→ **Task details**
Send back every line of the data exactly.

Stored data entries
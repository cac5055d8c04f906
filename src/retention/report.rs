//! Backup health gauges.
//!
//! [`report`] is a pure function over one schedule's classification. The
//! resulting [`GaugeSet`] is handed to a [`MetricsSink`], which overwrites the
//! previous values for that schedule.

use crate::models::{BackupCounts, ClassifiedSet, StatusBucket};
use crate::store::MetricsSink;

/// Backups per status.
pub const BACKUP_COUNT: &str = "backup_count";
/// Creation time of the oldest in-use backup (Unix seconds, 0 if none).
pub const OLDEST_BACKUP_TIMESTAMP: &str = "oldest_backup_timestamp";
/// Creation time of the newest in-use backup (Unix seconds, 0 if none).
pub const NEWEST_BACKUP_TIMESTAMP: &str = "newest_backup_timestamp";

/// Label carrying the schedule name.
pub const SCHEDULE_LABEL: &str = "backup_config_name";
/// Label carrying the status bucket.
pub const STATUS_LABEL: &str = "backup_status";
/// Status label value for in-use backups.
pub const COMPLETED_STATUS: &str = "completed";

/// One gauge update.
#[derive(Debug, Clone, PartialEq)]
pub struct GaugeValue {
    /// Metric name.
    pub name: &'static str,
    /// Label pairs.
    pub labels: Vec<(&'static str, String)>,
    /// Value to set.
    pub value: f64,
}

/// All gauge updates for one schedule.
#[derive(Debug, Clone, Default, PartialEq)]
pub struct GaugeSet {
    gauges: Vec<GaugeValue>,
}

impl GaugeSet {
    /// Gauge updates in emission order.
    #[must_use]
    pub fn as_slice(&self) -> &[GaugeValue] {
        &self.gauges
    }

    /// Looks up a gauge by name and the value of its status label, if any.
    #[must_use]
    pub fn value(&self, name: &str, status: Option<&str>) -> Option<f64> {
        self.gauges
            .iter()
            .find(|gauge| {
                gauge.name == name
                    && status.is_none_or(|s| {
                        gauge
                            .labels
                            .iter()
                            .any(|(key, value)| *key == STATUS_LABEL && value == s)
                    })
            })
            .map(|gauge| gauge.value)
    }

    /// Writes every gauge to the sink.
    pub fn publish(&self, sink: &dyn MetricsSink) {
        for gauge in &self.gauges {
            sink.set_gauge(gauge);
        }
    }

    fn push(&mut self, name: &'static str, labels: Vec<(&'static str, String)>, value: f64) {
        self.gauges.push(GaugeValue {
            name,
            labels,
            value,
        });
    }
}

/// Converts a count to a gauge value, capping at `u32::MAX`.
#[inline]
fn count_to_f64(value: usize) -> f64 {
    f64::from(u32::try_from(value).unwrap_or(u32::MAX))
}

/// Converts Unix seconds to a gauge value.
#[allow(clippy::cast_precision_loss)]
#[inline]
fn timestamp_to_f64(secs: i64) -> f64 {
    secs as f64
}

/// Derives the gauges for one schedule.
#[must_use]
pub fn report(classified: &ClassifiedSet, counts: &BackupCounts, schedule: &str) -> GaugeSet {
    let mut set = GaugeSet::default();
    let schedule_label = || vec![(SCHEDULE_LABEL, schedule.to_string())];

    let oldest = classified.oldest().map_or(0, |b| b.created_at.timestamp());
    let newest = classified.newest().map_or(0, |b| b.created_at.timestamp());
    set.push(OLDEST_BACKUP_TIMESTAMP, schedule_label(), timestamp_to_f64(oldest));
    set.push(NEWEST_BACKUP_TIMESTAMP, schedule_label(), timestamp_to_f64(newest));

    let status_labels = |status: &str| {
        vec![
            (SCHEDULE_LABEL, schedule.to_string()),
            (STATUS_LABEL, status.to_string()),
        ]
    };
    set.push(
        BACKUP_COUNT,
        status_labels(COMPLETED_STATUS),
        count_to_f64(classified.len()),
    );
    for bucket in StatusBucket::ALL {
        set.push(
            BACKUP_COUNT,
            status_labels(bucket.as_str()),
            count_to_f64(counts.get(bucket)),
        );
    }

    set
}

#[cfg(test)]
mod tests {
    use super::*;
    use crate::models::{BackupRecord, BackupStatus};
    use chrono::{TimeZone, Utc};

    #[test]
    fn test_empty_set_reports_zero_timestamps() {
        let gauges = report(&ClassifiedSet::default(), &BackupCounts::default(), "daily");

        assert_eq!(gauges.value(OLDEST_BACKUP_TIMESTAMP, None), Some(0.0));
        assert_eq!(gauges.value(NEWEST_BACKUP_TIMESTAMP, None), Some(0.0));
        assert_eq!(gauges.value(BACKUP_COUNT, Some(COMPLETED_STATUS)), Some(0.0));
        assert_eq!(gauges.as_slice().len(), 8);
    }

    #[test]
    fn test_values_follow_classification() {
        let at = |secs| Utc.timestamp_opt(secs, 0).unwrap();
        let classified = ClassifiedSet::from_unsorted(vec![
            BackupRecord::new("b", "daily", BackupStatus::Complete, at(2_000)),
            BackupRecord::new("a", "daily", BackupStatus::Failed, at(1_000)),
        ]);
        let counts = BackupCounts {
            pending: 1,
            running: 2,
            failed: 3,
            skipped: 4,
            deleting: 5,
        };

        let gauges = report(&classified, &counts, "daily");

        assert_eq!(gauges.value(OLDEST_BACKUP_TIMESTAMP, None), Some(1_000.0));
        assert_eq!(gauges.value(NEWEST_BACKUP_TIMESTAMP, None), Some(2_000.0));
        assert_eq!(gauges.value(BACKUP_COUNT, Some("completed")), Some(2.0));
        assert_eq!(gauges.value(BACKUP_COUNT, Some("pending")), Some(1.0));
        assert_eq!(gauges.value(BACKUP_COUNT, Some("running")), Some(2.0));
        assert_eq!(gauges.value(BACKUP_COUNT, Some("failed")), Some(3.0));
        assert_eq!(gauges.value(BACKUP_COUNT, Some("skipped")), Some(4.0));
        assert_eq!(gauges.value(BACKUP_COUNT, Some("deleting")), Some(5.0));
        assert!(gauges.as_slice().iter().all(|g| g
            .labels
            .contains(&(SCHEDULE_LABEL, "daily".to_string()))));
    }
}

→ **The answer**
repository cac5055d8c04f906
filename src/retention/report.rs
//! Backup health gauges.
//!
//! [`report`] is a pure function over one schedule's classification. The
//! resulting [`GaugeSet`] is handed to a [`MetricsSink`], which overwrites the
//! previous values for that schedule.

use crate::models::{BackupCounts, ClassifiedSet, StatusBucket};
use crate::store::MetricsSink;

/// Backups per status.
pub const BACKUP_COUNT: &str = "backup_count";
/// Creation time of the oldest in-use backup (Unix seconds, 0 if none).
pub const OLDEST_BACKUP_TIMESTAMP: &str = "oldest_backup_timestamp";
/// Creation time of the newest in-use backup (Unix seconds, 0 if none).
pub const NEWEST_BACKUP_TIMESTAMP: &str = "newest_backup_timestamp";

/// Label carrying the schedule name.
pub const SCHEDULE_LABEL: &str = "backup_config_name";
/// Label carrying the status bucket.
pub const STATUS_LABEL: &str = "backup_status";
/// Status label value for in-use backups.
pub const COMPLETED_STATUS: &str = "completed";

/// One gauge update.
#[derive(Debug, Clone, PartialEq)]
pub struct GaugeValue {
    /// Metric name.
    pub name: &'static str,
    /// Label pairs.
    pub labels: Vec<(&'static str, String)>,
    /// Value to set.
    pub value: f64,
}

/// All gauge updates for one schedule.
#[derive(Debug, Clone, Default, PartialEq)]
pub struct GaugeSet {
    gauges: Vec<GaugeValue>,
}

impl GaugeSet {
    /// Gauge updates in emission order.
    #[must_use]
    pub fn as_slice(&self) -> &[GaugeValue] {
        &self.gauges
    }

    /// Looks up a gauge by name and the value of its status label, if any.
    #[must_use]
    pub fn value(&self, name: &str, status: Option<&str>) -> Option<f64> {
        self.gauges
            .iter()
            .find(|gauge| {
                gauge.name == name
                    && status.is_none_or(|s| {
                        gauge
                            .labels
                            .iter()
                            .any(|(key, value)| *key == STATUS_LABEL && value == s)
                    })
            })
            .map(|gauge| gauge.value)
    }

    /// Writes every gauge to the sink.
    pub fn publish(&self, sink: &dyn MetricsSink) {
        for gauge in &self.gauges {
            sink.set_gauge(gauge);
        }
    }

    fn push(&mut self, name: &'static str, labels: Vec<(&'static str, String)>, value: f64) {
        self.gauges.push(GaugeValue {
            name,
            labels,
            value,
        });
    }
}

/// Converts a count to a gauge value, capping at `u32::MAX`.
#[inline]
fn count_to_f64(value: usize) -> f64 {
    f64::from(u32::try_from(value).unwrap_or(u32::MAX))
}

/// Converts Unix seconds to a gauge value.
#[allow(clippy::cast_precision_loss)]
#[inline]
fn timestamp_to_f64(secs: i64) -> f64 {
    secs as f64
}

/// Derives the gauges for one schedule.
#[must_use]
pub fn report(classified: &ClassifiedSet, counts: &BackupCounts, schedule: &str) -> GaugeSet {
    let mut set = GaugeSet::default();
    let schedule_label = || vec![(SCHEDULE_LABEL, schedule.to_string())];

    let oldest = classified.oldest().map_or(0, |b| b.created_at.timestamp());
    let newest = classified.newest().map_or(0, |b| b.created_at.timestamp());
    set.push(OLDEST_BACKUP_TIMESTAMP, schedule_label(), timestamp_to_f64(oldest));
    set.push(NEWEST_BACKUP_TIMESTAMP, schedule_label(), timestamp_to_f64(newest));

    let status_labels = |status: &str| {
        vec![
            (SCHEDULE_LABEL, schedule.to_string()),
            (STATUS_LABEL, status.to_string()),
        ]
    };
    set.push(
        BACKUP_COUNT,
        status_labels(COMPLETED_STATUS),
        count_to_f64(classified.len()),
    );
    for bucket in StatusBucket::ALL {
        set.push(
            BACKUP_COUNT,
            status_labels(bucket.as_str()),
            count_to_f64(counts.get(bucket)),
        );
    }

    set
}

#[cfg(test)]
mod tests {
    use super::*;
    use crate::models::{BackupRecord, BackupStatus};
    use chrono::{TimeZone, Utc};

    #[test]
    fn test_empty_set_reports_zero_timestamps() {
        let gauges = report(&ClassifiedSet::default(), &BackupCounts::default(), "daily");

        assert_eq!(gauges.value(OLDEST_BACKUP_TIMESTAMP, None), Some(0.0));
        assert_eq!(gauges.value(NEWEST_BACKUP_TIMESTAMP, None), Some(0.0));
        assert_eq!(gauges.value(BACKUP_COUNT, Some(COMPLETED_STATUS)), Some(0.0));
        assert_eq!(gauges.as_slice().len(), 8);
    }

    #[test]
    fn test_values_follow_classification() {
        let at = |secs| Utc.timestamp_opt(secs, 0).unwrap();
        let classified = ClassifiedSet::from_unsorted(vec![
            BackupRecord::new("b", "daily", BackupStatus::Complete, at(2_000)),
            BackupRecord::new("a", "daily", BackupStatus::Failed, at(1_000)),
        ]);
        let counts = BackupCounts {
            pending: 1,
            running: 2,
            failed: 3,
            skipped: 4,
            deleting: 5,
        };

        let gauges = report(&classified, &counts, "daily");

        assert_eq!(gauges.value(OLDEST_BACKUP_TIMESTAMP, None), Some(1_000.0));
        assert_eq!(gauges.value(NEWEST_BACKUP_TIMESTAMP, None), Some(2_000.0));
        assert_eq!(gauges.value(BACKUP_COUNT, Some("completed")), Some(2.0));
        assert_eq!(gauges.value(BACKUP_COUNT, Some("pending")), Some(1.0));
        assert_eq!(gauges.value(BACKUP_COUNT, Some("running")), Some(2.0));
        assert_eq!(gauges.value(BACKUP_COUNT, Some("failed")), Some(3.0));
        assert_eq!(gauges.value(BACKUP_COUNT, Some("skipped")), Some(4.0));
        assert_eq!(gauges.value(BACKUP_COUNT, Some("deleting")), Some(5.0));
        assert!(gauges.as_slice().iter().all(|g| g
            .labels
            .contains(&(SCHEDULE_LABEL, "daily".to_string()))));
    }
}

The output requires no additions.